The hypocrisy is overwhelming. I don't understand why someone's personal life should be considered in excess when running for president, but apparently having your husband cheat on you may influence whether people will vote for you or not - while the other candidate, who threw wives away or disregarded them while talking about groping women without fear of consequences maintains a strong level of support.
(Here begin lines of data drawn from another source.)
//! Handshake extensions (RFC 8446 section 4.2).
//!
//! Extension format: type (2 bytes) + length (2 bytes) + data. The types
//! this crate acts on are decoded into typed values; every other type is
//! kept as opaque bytes so that re-encoding reproduces the input exactly.

use crate::error::{Error, Result};
use crate::tls::codec::{Reader, put_prefixed, put_u16, put_vec8, put_vec16};
use crate::tls::messages::HandshakeType;

pub const EXT_SERVER_NAME: u16 = 0x0000;
pub const EXT_SUPPORTED_GROUPS: u16 = 0x000a;
pub const EXT_SIGNATURE_ALGORITHMS: u16 = 0x000d;
pub const EXT_SUPPORTED_VERSIONS: u16 = 0x002b;
pub const EXT_PSK_KEY_EXCHANGE_MODES: u16 = 0x002d;
pub const EXT_KEY_SHARE: u16 = 0x0033;

/// `supported_versions` value of TLS 1.3.
pub const TLS13_VERSION: u16 = 0x0304;

/// ServerNameList entry type of a DNS host name.
const HOST_NAME_TYPE: u8 = 0;

/// Key exchange group code.
#[derive(Debug, Clone, Copy, PartialEq, Eq, Hash)]
pub struct NamedGroup(pub u16);

impl NamedGroup {
    pub const X25519: Self = Self(0x001d);
}

/// Signature algorithm code.
#[derive(Debug, Clone, Copy, PartialEq, Eq, Hash)]
pub struct SignatureScheme(pub u16);

impl SignatureScheme {
    pub const ED25519: Self = Self(0x0807);
}

/// PskKeyExchangeMode `psk_dhe_ke`.
pub const PSK_DHE_KE: u8 = 1;

/// One (group, public key) pair of a `key_share` extension.
#[derive(Debug, Clone, PartialEq, Eq)]
pub struct KeyShareEntry {
    pub group: NamedGroup,
    pub key_exchange: Vec<u8>,
}

#[derive(Debug, Clone, PartialEq, Eq)]
pub enum SupportedVersions {
    /// ClientHello form: every version the client accepts.
    Offered(Vec<u16>),
    /// ServerHello form: the version the server picked.
    Selected(u16),
}

#[derive(Debug, Clone, PartialEq, Eq)]
pub enum KeyShare {
    /// ClientHello form.
    Offered(Vec<KeyShareEntry>),
    /// ServerHello form.
    Selected(KeyShareEntry),
    /// HelloRetryRequest form: the group the server asks for.
    Retry(NamedGroup),
}

#[derive(Debug, Clone, PartialEq, Eq)]
pub enum Extension {
    /// Requested host name. Servers acknowledge with an empty extension,
    /// which decodes as `None`.
    ServerName(Option<String>),
    SupportedGroups(Vec<NamedGroup>),
    SignatureAlgorithms(Vec<SignatureScheme>),
    SupportedVersions(SupportedVersions),
    PskKeyExchangeModes(Vec<u8>),
    KeyShare(KeyShare),
    /// Any type this crate does not interpret.
    Unknown { ext_type: u16, data: Vec<u8> },
}

impl Extension {
    pub fn ext_type(&self) -> u16 {
        match self {
            Self::ServerName(_) => EXT_SERVER_NAME,
            Self::SupportedGroups(_) => EXT_SUPPORTED_GROUPS,
            Self::SignatureAlgorithms(_) => EXT_SIGNATURE_ALGORITHMS,
            Self::SupportedVersions(_) => EXT_SUPPORTED_VERSIONS,
            Self::PskKeyExchangeModes(_) => EXT_PSK_KEY_EXCHANGE_MODES,
            Self::KeyShare(_) => EXT_KEY_SHARE,
            Self::Unknown { ext_type, .. } => *ext_type,
        }
    }

    /// Decodes one extension body.
    ///
    /// `context` is the message the extension arrived in; `supported_versions`
    /// and `key_share` have different layouts in ClientHello and ServerHello.
    pub fn decode(ext_type: u16, data: &[u8], context: HandshakeType) -> Result<Self> {
        let mut reader = Reader::new(data);

        let extension = match ext_type {
            EXT_SERVER_NAME => Self::ServerName(decode_server_name(&mut reader)?),
            EXT_SUPPORTED_GROUPS => Self::SupportedGroups(
                decode_u16_list(reader.vec16()?)?.into_iter().map(NamedGroup).collect(),
            ),
            EXT_SIGNATURE_ALGORITHMS => Self::SignatureAlgorithms(
                decode_u16_list(reader.vec16()?)?
                    .into_iter()
                    .map(SignatureScheme)
                    .collect(),
            ),
            EXT_SUPPORTED_VERSIONS if context == HandshakeType::ClientHello => {
                Self::SupportedVersions(SupportedVersions::Offered(decode_u16_list(reader.vec8()?)?))
            }
            EXT_SUPPORTED_VERSIONS => Self::SupportedVersions(SupportedVersions::Selected(reader.u16()?)),
            EXT_PSK_KEY_EXCHANGE_MODES => Self::PskKeyExchangeModes(reader.vec8()?.to_vec()),
            EXT_KEY_SHARE if context == HandshakeType::ClientHello => {
                let mut entries = Reader::new(reader.vec16()?);
                let mut shares = Vec::new();
                while !entries.is_empty() {
                    shares.push(decode_key_share_entry(&mut entries)?);
                }
                Self::KeyShare(KeyShare::Offered(shares))
            }
            EXT_KEY_SHARE if data.len() == 2 => Self::KeyShare(KeyShare::Retry(NamedGroup(reader.u16()?))),
            EXT_KEY_SHARE => Self::KeyShare(KeyShare::Selected(decode_key_share_entry(&mut reader)?)),
            _ => {
                return Ok(Self::Unknown {
                    ext_type,
                    data: data.to_vec(),
                });
            }
        };

        reader.finish()?;
        Ok(extension)
    }

    /// Appends type, length and body.
    pub fn encode(&self, out: &mut Vec<u8>) {
        put_u16(out, self.ext_type());
        put_prefixed(out, 2, |out| self.encode_body(out));
    }

    fn encode_body(&self, out: &mut Vec<u8>) {
        match self {
            Self::ServerName(None) => {}
            Self::ServerName(Some(name)) => put_prefixed(out, 2, |out| {
                out.push(HOST_NAME_TYPE);
                put_vec16(out, name.as_bytes());
            }),
            Self::SupportedGroups(groups) => put_prefixed(out, 2, |out| {
                for group in groups {
                    put_u16(out, group.0);
                }
            }),
            Self::SignatureAlgorithms(schemes) => put_prefixed(out, 2, |out| {
                for scheme in schemes {
                    put_u16(out, scheme.0);
                }
            }),
            Self::SupportedVersions(SupportedVersions::Offered(versions)) => put_prefixed(out, 1, |out| {
                for version in versions {
                    put_u16(out, *version);
                }
            }),
            Self::SupportedVersions(SupportedVersions::Selected(version)) => put_u16(out, *version),
            Self::PskKeyExchangeModes(modes) => put_vec8(out, modes),
            Self::KeyShare(KeyShare::Offered(entries)) => put_prefixed(out, 2, |out| {
                for entry in entries {
                    encode_key_share_entry(entry, out);
                }
            }),
            Self::KeyShare(KeyShare::Selected(entry)) => encode_key_share_entry(entry, out),
            Self::KeyShare(KeyShare::Retry(group)) => put_u16(out, group.0),
            Self::Unknown { data, .. } => out.extend_from_slice(data),
        }
    }
}

/// Decodes an `Extension extensions<0..2^16-1>` vector.
///
/// A type appearing twice is a decode error.
pub fn decode_extensions(data: &[u8], context: HandshakeType) -> Result<Vec<Extension>> {
    let mut reader = Reader::new(data);
    let mut extensions: Vec<Extension> = Vec::new();

    while !reader.is_empty() {
        let ext_type = reader.u16()?;
        let body = reader.vec16()?;

        if extensions.iter().any(|existing| existing.ext_type() == ext_type) {
            return Err(Error::Decode("duplicate extension type"));
        }

        extensions.push(Extension::decode(ext_type, body, context)?);
    }

    Ok(extensions)
}

/// Encodes an extension vector with its two byte length.
pub fn encode_extensions(extensions: &[Extension], out: &mut Vec<u8>) {
    put_prefixed(out, 2, |out| {
        for extension in extensions {
            extension.encode(out);
        }
    });
}

fn decode_server_name(reader: &mut Reader<'_>) -> Result<Option<String>> {
    if reader.is_empty() {
        return Ok(None);
    }

    let mut list = Reader::new(reader.vec16()?);
    let mut host_name = None;

    while !list.is_empty() {
        let name_type = list.u8()?;
        let name = list.vec16()?;

        if name_type != HOST_NAME_TYPE {
            return Err(Error::Decode("unknown server name type"));
        }
        if host_name.is_some() {
            return Err(Error::Decode("server_name lists more than one host name"));
        }

        let name = std::str::from_utf8(name).map_err(|_| Error::Decode("server name is not UTF-8"))?;
        host_name = Some(name.to_owned());
    }

    host_name
        .map(Some)
        .ok_or(Error::Decode("server_name carries no host name"))
}

fn decode_u16_list(data: &[u8]) -> Result<Vec<u16>> {
    if data.len() % 2 != 0 {
        return Err(Error::Decode("odd length in list of 16 bit values"));
    }

    let mut reader = Reader::new(data);
    let mut values = Vec::with_capacity(data.len() / 2);
    while !reader.is_empty() {
        values.push(reader.u16()?);
    }

    Ok(values)
}

fn decode_key_share_entry(reader: &mut Reader<'_>) -> Result<KeyShareEntry> {
    let group = NamedGroup(reader.u16()?);
    let key_exchange = reader.vec16()?;

    if key_exchange.is_empty() {
        return Err(Error::Decode("empty key_exchange"));
    }

    Ok(KeyShareEntry {
        group,
        key_exchange: key_exchange.to_vec(),
    })
}

fn encode_key_share_entry(entry: &KeyShareEntry, out: &mut Vec<u8>) {
    put_u16(out, entry.group.0);
    put_vec16(out, &entry.key_exchange);
}

#[cfg(test)]
mod tests {
    use super::*;

    fn round_trip(extension: &Extension, context: HandshakeType) {
        let mut out = Vec::new();
        extension.encode(&mut out);

        let mut reader = Reader::new(&out);
        let ext_type = reader.u16().unwrap();
        let body = reader.vec16().unwrap();

        assert_eq!(&Extension::decode(ext_type, body, context).unwrap(), extension);
    }

    #[test]
    fn server_name_wire_format() {
        let mut out = Vec::new();
        Extension::ServerName(Some("a.io".into())).encode(&mut out);
        assert_eq!(out, [0, 0, 0, 9, 0, 7, 0, 0, 4, b'a', b'.', b'i', b'o']);

        round_trip(&Extension::ServerName(None), HandshakeType::EncryptedExtensions);
    }

    #[test]
    fn context_selects_layout() {
        round_trip(
            &Extension::SupportedVersions(SupportedVersions::Offered(vec![0x0304, 0x0303])),
            HandshakeType::ClientHello,
        );
        round_trip(
            &Extension::SupportedVersions(SupportedVersions::Selected(TLS13_VERSION)),
            HandshakeType::ServerHello,
        );

        let entry = KeyShareEntry {
            group: NamedGroup::X25519,
            key_exchange: vec![9; 32],
        };
        round_trip(
            &Extension::KeyShare(KeyShare::Offered(vec![entry.clone()])),
            HandshakeType::ClientHello,
        );
        round_trip(&Extension::KeyShare(KeyShare::Selected(entry)), HandshakeType::ServerHello);
        round_trip(
            &Extension::KeyShare(KeyShare::Retry(NamedGroup(0x0017))),
            HandshakeType::ServerHello,
        );
    }

    #[test]
    fn unknown_extensions_are_kept_verbatim() {
        let data = [0x00, 0x0b, 0x00, 0x02, 0x01, 0x00, 0xff, 0x01, 0x00, 0x00];
        let extensions = decode_extensions(&data, HandshakeType::ClientHello).unwrap();

        assert_eq!(
            extensions,
            [
                Extension::Unknown {
                    ext_type: 0x000b,
                    data: vec![1, 0],
                },
                Extension::Unknown {
                    ext_type: 0xff01,
                    data: vec![],
                },
            ]
        );

        let mut out = Vec::new();
        encode_extensions(&extensions, &mut out);
        assert_eq!(&out[2..], &data);
    }

    #[test]
    fn malformed_lengths_are_rejected() {
        // Declared body length runs past the input.
        assert!(decode_extensions(&[0x00, 0x0a, 0x00, 0x08, 0x00, 0x02], HandshakeType::ClientHello).is_err());
        // Inner list length disagrees with the extension length.
        assert!(Extension::decode(EXT_SUPPORTED_GROUPS, &[0x00, 0x04, 0x00, 0x1d], HandshakeType::ClientHello).is_err());
        // Trailing byte after the selected version.
        assert!(Extension::decode(EXT_SUPPORTED_VERSIONS, &[3, 4, 0], HandshakeType::ServerHello).is_err());
    }

    #[test]
    fn duplicates_are_rejected() {
        let data = [0x00, 0x17, 0x00, 0x00, 0x00, 0x17, 0x00, 0x00];
        assert!(decode_extensions(&data, HandshakeType::ClientHello).is_err());
    }
}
I am not putting any extreme hope tomorrow evening for either candidate. Some people are convinced Hillary Clinton will win. I'm not going to be absolutely sure about that. Donald Trump has stayed with little to no issues in the race, keeping it very close. It was easy for people to joke about his running from the first day he announced it two years ago. Then he campaigned and won primaries and knocked every other Republican nominee out of the race. No matter how many new scandals (however serious, evidently) pop up to bring Trump down a level, he recovers without much problem. He has almost no support from his party yet he's mere single digits behind Clinton. I will be ready to see the results when I see them. It should be very interesting.

If Trump wins, I will admittedly be quite amused at the kind of values and leader our southern neighbours actually want. As far as I'll be concerned, we've got a country-wide election version of America's Funniest Home Videos. Where American citizens actually believed in the commercial Trump created featuring the slogan "Making America Great Again." Except when he doesn't work, they can't return him to the store. He's non-refundable.